Gather, from the data below, each line in which the word "PerformanceReport" occurs.

+++ Exercise data

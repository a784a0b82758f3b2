//! Performance monitoring for search calls
//!
//! Keeps running totals per selector ("auto", "all", "google", ...) for
//! orchestration calls, per provider for individual dispatches, and a bounded
//! ring buffer of the most recent calls.

use crate::error::Result;
use crate::types::ProviderId;
use chrono::{DateTime, Utc};
use serde::Serialize;
use std::collections::{BTreeMap, HashMap, VecDeque};
use std::path::Path;
use std::sync::{Mutex, MutexGuard};
use std::time::{Duration, Instant};
use tracing::info;

/// Default size of the recent-call ring buffer
pub const DEFAULT_RECENT_CAPACITY: usize = 1000;

/// Error messages retained per stats entry
const MAX_ERRORS_PER_ENTRY: usize = 100;

/// Metrics for one orchestration call
#[derive(Debug, Clone)]
pub struct SearchMetrics {
    pub query: String,
    pub selector: String,
    pub start_time: DateTime<Utc>,
    pub end_time: DateTime<Utc>,
    pub success: bool,
    pub cached: bool,
    pub result_count: usize,
    pub error: Option<String>,
}

impl SearchMetrics {
    pub fn duration(&self) -> Duration {
        (self.end_time - self.start_time).to_std().unwrap_or_default()
    }

    pub fn to_record(&self) -> SearchRecord {
        SearchRecord {
            query: self.query.clone(),
            engine: self.selector.clone(),
            duration: round_to(self.duration().as_secs_f64(), 3),
            success: self.success,
            cached: self.cached,
            num_results: self.result_count,
            error: self.error.clone(),
            timestamp: self.start_time,
        }
    }
}

/// Serializable view of one orchestration call
#[derive(Debug, Clone, Serialize, PartialEq)]
pub struct SearchRecord {
    pub query: String,
    pub engine: String,
    pub duration: f64,
    pub success: bool,
    pub cached: bool,
    pub num_results: usize,
    pub error: Option<String>,
    pub timestamp: DateTime<Utc>,
}

/// One dispatch to a single provider
#[derive(Debug, Clone)]
pub struct ProviderCall {
    pub provider: ProviderId,
    pub duration: Duration,
    pub result_count: usize,
    pub error: Option<String>,
}

/// Running totals for a selector or provider
#[derive(Debug, Clone, Default)]
pub struct ProviderStats {
    pub name: String,
    pub total_requests: u64,
    pub successful_requests: u64,
    pub failed_requests: u64,
    pub cached_requests: u64,
    pub total_duration: Duration,
    pub total_results: u64,
    pub errors: VecDeque<String>,
}

impl ProviderStats {
    fn named(name: &str) -> Self {
        Self {
            name: name.to_string(),
            ..Default::default()
        }
    }

    fn record(&mut self, success: bool, cached: bool, duration: Duration, results: usize, error: Option<&str>) {
        self.total_requests += 1;

        if success {
            self.successful_requests += 1;
            self.total_duration += duration;
            self.total_results += results as u64;
        } else {
            self.failed_requests += 1;
            if let Some(error) = error {
                if self.errors.len() >= MAX_ERRORS_PER_ENTRY {
                    self.errors.pop_front();
                }
                self.errors.push_back(error.to_string());
            }
        }

        if cached {
            self.cached_requests += 1;
        }
    }

    pub fn success_rate(&self) -> f64 {
        ratio(self.successful_requests, self.total_requests)
    }

    pub fn cache_hit_rate(&self) -> f64 {
        ratio(self.cached_requests, self.total_requests)
    }

    /// Mean duration over successful requests
    pub fn avg_duration(&self) -> Duration {
        if self.successful_requests == 0 {
            return Duration::ZERO;
        }
        self.total_duration.div_f64(self.successful_requests as f64)
    }

    /// Mean result count over successful requests
    pub fn avg_results(&self) -> f64 {
        ratio(self.total_results, self.successful_requests)
    }

    pub fn snapshot(&self) -> ProviderStatsSnapshot {
        ProviderStatsSnapshot {
            name: self.name.clone(),
            total_requests: self.total_requests,
            successful_requests: self.successful_requests,
            failed_requests: self.failed_requests,
            cached_requests: self.cached_requests,
            success_rate: round_to(self.success_rate() * 100.0, 2),
            cache_hit_rate: round_to(self.cache_hit_rate() * 100.0, 2),
            avg_duration: round_to(self.avg_duration().as_secs_f64(), 3),
            avg_results: round_to(self.avg_results(), 1),
            total_duration: round_to(self.total_duration.as_secs_f64(), 3),
            error_count: self.errors.len(),
            recent_errors: self.errors.iter().rev().take(5).cloned().collect(),
        }
    }
}

/// Serializable stats with rates expressed as percentages
#[derive(Debug, Clone, Serialize, PartialEq)]
pub struct ProviderStatsSnapshot {
    pub name: String,
    pub total_requests: u64,
    pub successful_requests: u64,
    pub failed_requests: u64,
    pub cached_requests: u64,
    pub success_rate: f64,
    pub cache_hit_rate: f64,
    pub avg_duration: f64,
    pub avg_results: f64,
    pub total_duration: f64,
    pub error_count: usize,
    pub recent_errors: Vec<String>,
}

/// Totals across every orchestration call
#[derive(Debug, Clone, Serialize, PartialEq)]
pub struct OverallStats {
    pub uptime_seconds: f64,
    pub total_requests: u64,
    pub successful_requests: u64,
    pub failed_requests: u64,
    pub cached_requests: u64,
    pub success_rate: f64,
    pub cache_hit_rate: f64,
    pub engines: usize,
    pub recent_searches_count: usize,
}

/// Full report, suitable for export
#[derive(Debug, Clone, Serialize)]
pub struct PerformanceReport {
    pub generated_at: DateTime<Utc>,
    pub overall: OverallStats,
    pub engines: BTreeMap<String, ProviderStatsSnapshot>,
    pub providers: BTreeMap<String, ProviderStatsSnapshot>,
    pub recent_searches: Vec<SearchRecord>,
}

struct MonitorState {
    selectors: HashMap<String, ProviderStats>,
    providers: HashMap<ProviderId, ProviderStats>,
    recent: VecDeque<SearchMetrics>,
    started: Instant,
}

impl MonitorState {
    fn new() -> Self {
        Self {
            selectors: HashMap::new(),
            providers: HashMap::new(),
            recent: VecDeque::new(),
            started: Instant::now(),
        }
    }

    fn overall(&self) -> OverallStats {
        let total: u64 = self.selectors.values().map(|s| s.total_requests).sum();
        let successful: u64 = self.selectors.values().map(|s| s.successful_requests).sum();
        let cached: u64 = self.selectors.values().map(|s| s.cached_requests).sum();

        OverallStats {
            uptime_seconds: round_to(self.started.elapsed().as_secs_f64(), 1),
            total_requests: total,
            successful_requests: successful,
            failed_requests: total - successful,
            cached_requests: cached,
            success_rate: round_to(ratio(successful, total) * 100.0, 2),
            cache_hit_rate: round_to(ratio(cached, total) * 100.0, 2),
            engines: self.selectors.len(),
            recent_searches_count: self.recent.len(),
        }
    }

    fn recent(&self, limit: usize) -> Vec<SearchRecord> {
        self.recent.iter().rev().take(limit).map(SearchMetrics::to_record).collect()
    }
}

/// Collects and summarizes search performance
pub struct PerformanceMonitor {
    state: Mutex<MonitorState>,
    capacity: usize,
}

impl Default for PerformanceMonitor {
    fn default() -> Self {
        Self::new(DEFAULT_RECENT_CAPACITY)
    }
}

impl PerformanceMonitor {
    pub fn new(capacity: usize) -> Self {
        Self {
            state: Mutex::new(MonitorState::new()),
            capacity: capacity.max(1),
        }
    }

    fn lock(&self) -> MutexGuard<'_, MonitorState> {
        self.state.lock().unwrap_or_else(|poisoned| poisoned.into_inner())
    }

    /// Record one orchestration call
    pub fn record_search(&self, metrics: SearchMetrics) {
        let mut state = self.lock();

        state
            .selectors
            .entry(metrics.selector.clone())
            .or_insert_with(|| ProviderStats::named(&metrics.selector))
            .record(
                metrics.success,
                metrics.cached,
                metrics.duration(),
                metrics.result_count,
                metrics.error.as_deref(),
            );

        if state.recent.len() >= self.capacity {
            state.recent.pop_front();
        }
        state.recent.push_back(metrics);
    }

    /// Record one dispatch to a provider
    pub fn record_provider_call(&self, call: ProviderCall) {
        let mut state = self.lock();
        state
            .providers
            .entry(call.provider)
            .or_insert_with(|| ProviderStats::named(call.provider.as_str()))
            .record(call.error.is_none(), false, call.duration, call.result_count, call.error.as_deref());
    }

    /// Stats for one selector label
    pub fn selector_stats(&self, selector: &str) -> Option<ProviderStatsSnapshot> {
        self.lock().selectors.get(selector).map(ProviderStats::snapshot)
    }

    /// Stats for one provider
    pub fn provider_stats(&self, provider: ProviderId) -> Option<ProviderStatsSnapshot> {
        self.lock().providers.get(&provider).map(ProviderStats::snapshot)
    }

    pub fn all_provider_stats(&self) -> BTreeMap<String, ProviderStatsSnapshot> {
        self.lock()
            .providers
            .values()
            .map(|s| (s.name.clone(), s.snapshot()))
            .collect()
    }

    pub fn overall_stats(&self) -> OverallStats {
        self.lock().overall()
    }

    /// Most recent calls, newest first
    pub fn recent_searches(&self, limit: usize) -> Vec<SearchRecord> {
        self.lock().recent(limit)
    }

    pub fn generate_report(&self) -> PerformanceReport {
        let state = self.lock();

        PerformanceReport {
            generated_at: Utc::now(),
            overall: state.overall(),
            engines: state
                .selectors
                .values()
                .map(|s| (s.name.clone(), s.snapshot()))
                .collect(),
            providers: state
                .providers
                .values()
                .map(|s| (s.name.clone(), s.snapshot()))
                .collect(),
            recent_searches: state.recent(20),
        }
    }

    /// Write the current report as pretty JSON, creating parent directories
    pub async fn export_report(&self, path: impl AsRef<Path>) -> Result<()> {
        let path = path.as_ref();
        let report = self.generate_report();
        let body = serde_json::to_vec_pretty(&report)?;

        if let Some(parent) = path.parent().filter(|p| !p.as_os_str().is_empty()) {
            tokio::fs::create_dir_all(parent).await?;
        }
        tokio::fs::write(path, body).await?;

        info!("Performance report exported to: {}", path.display());
        Ok(())
    }

    /// Drop all stats and restart the uptime clock
    pub fn reset(&self) {
        *self.lock() = MonitorState::new();
        info!("Performance monitor reset");
    }
}

fn ratio(numerator: u64, denominator: u64) -> f64 {
    if denominator == 0 {
        0.0
    } else {
        numerator as f64 / denominator as f64
    }
}

fn round_to(value: f64, places: i32) -> f64 {
    let factor = 10f64.powi(places);
    (value * factor).round() / factor
}

#[cfg(test)]
mod tests {
    use super::*;

    fn metrics(selector: &str, success: bool, cached: bool, results: usize, millis: i64) -> SearchMetrics {
        let start = Utc::now();
        SearchMetrics {
            query: format!("query-{}", results),
            selector: selector.to_string(),
            start_time: start,
            end_time: start + chrono::Duration::milliseconds(millis),
            success,
            cached,
            result_count: results,
            error: if success { None } else { Some("all providers failed".to_string()) },
        }
    }

    #[test]
    fn test_selector_stats_aggregation() {
        let monitor = PerformanceMonitor::default();
        monitor.record_search(metrics("auto", true, false, 10, 200));
        monitor.record_search(metrics("auto", true, true, 6, 0));
        monitor.record_search(metrics("auto", false, false, 0, 400));

        let stats = monitor.selector_stats("auto").unwrap();
        assert_eq!(stats.total_requests, 3);
        assert_eq!(stats.successful_requests, 2);
        assert_eq!(stats.failed_requests, 1);
        assert_eq!(stats.cached_requests, 1);
        assert_eq!(stats.success_rate, 66.67);
        assert_eq!(stats.cache_hit_rate, 33.33);
        assert_eq!(stats.avg_results, 8.0);
        assert_eq!(stats.avg_duration, 0.1);
        assert_eq!(stats.error_count, 1);
    }

    #[test]
    fn test_overall_stats() {
        let monitor = PerformanceMonitor::default();
        monitor.record_search(metrics("auto", true, false, 5, 10));
        monitor.record_search(metrics("google", false, false, 0, 10));

        let overall = monitor.overall_stats();
        assert_eq!(overall.total_requests, 2);
        assert_eq!(overall.failed_requests, 1);
        assert_eq!(overall.success_rate, 50.0);
        assert_eq!(overall.engines, 2);
        assert_eq!(overall.recent_searches_count, 2);
    }

    #[test]
    fn test_ring_buffer_is_bounded_and_newest_first() {
        let monitor = PerformanceMonitor::new(3);
        for n in 0..5 {
            monitor.record_search(metrics("auto", true, false, n, 1));
        }

        let recent = monitor.recent_searches(10);
        assert_eq!(recent.len(), 3);
        assert_eq!(recent[0].query, "query-4");
        assert_eq!(recent[2].query, "query-2");
        assert_eq!(monitor.overall_stats().total_requests, 5);
    }

    #[test]
    fn test_provider_calls_tracked_separately() {
        let monitor = PerformanceMonitor::default();
        monitor.record_provider_call(ProviderCall {
            provider: ProviderId::Brave,
            duration: Duration::from_millis(120),
            result_count: 10,
            error: None,
        });
        monitor.record_provider_call(ProviderCall {
            provider: ProviderId::Brave,
            duration: Duration::from_millis(30),
            result_count: 0,
            error: Some("HTTP 429".to_string()),
        });

        let stats = monitor.provider_stats(ProviderId::Brave).unwrap();
        assert_eq!(stats.total_requests, 2);
        assert_eq!(stats.failed_requests, 1);
        assert_eq!(stats.recent_errors, vec!["HTTP 429".to_string()]);
        assert_eq!(monitor.overall_stats().total_requests, 0);
    }

    #[test]
    fn test_reset_clears_everything() {
        let monitor = PerformanceMonitor::default();
        monitor.record_search(metrics("all", true, false, 3, 5));
        monitor.reset();

        assert_eq!(monitor.overall_stats().total_requests, 0);
        assert!(monitor.recent_searches(5).is_empty());
        assert!(monitor.selector_stats("all").is_none());
    }

    #[tokio::test]
    async fn test_export_report() {
        let dir = tempfile::tempdir().unwrap();
        let path = dir.path().join("reports").join("perf.json");

        let monitor = PerformanceMonitor::default();
        monitor.record_search(metrics("auto", true, false, 4, 50));
        monitor.export_report(&path).await.unwrap();

        let written: serde_json::Value = serde_json::from_slice(&std::fs::read(&path).unwrap()).unwrap();
        assert_eq!(written["overall"]["total_requests"], 1);
        assert_eq!(written["engines"]["auto"]["avg_results"], 4.0);
        assert_eq!(written["recent_searches"].as_array().unwrap().len(), 1);
    }
}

++++++

### Output of the task
pub struct PerformanceReport {
    pub fn generate_report(&self) -> PerformanceReport {
        PerformanceReport {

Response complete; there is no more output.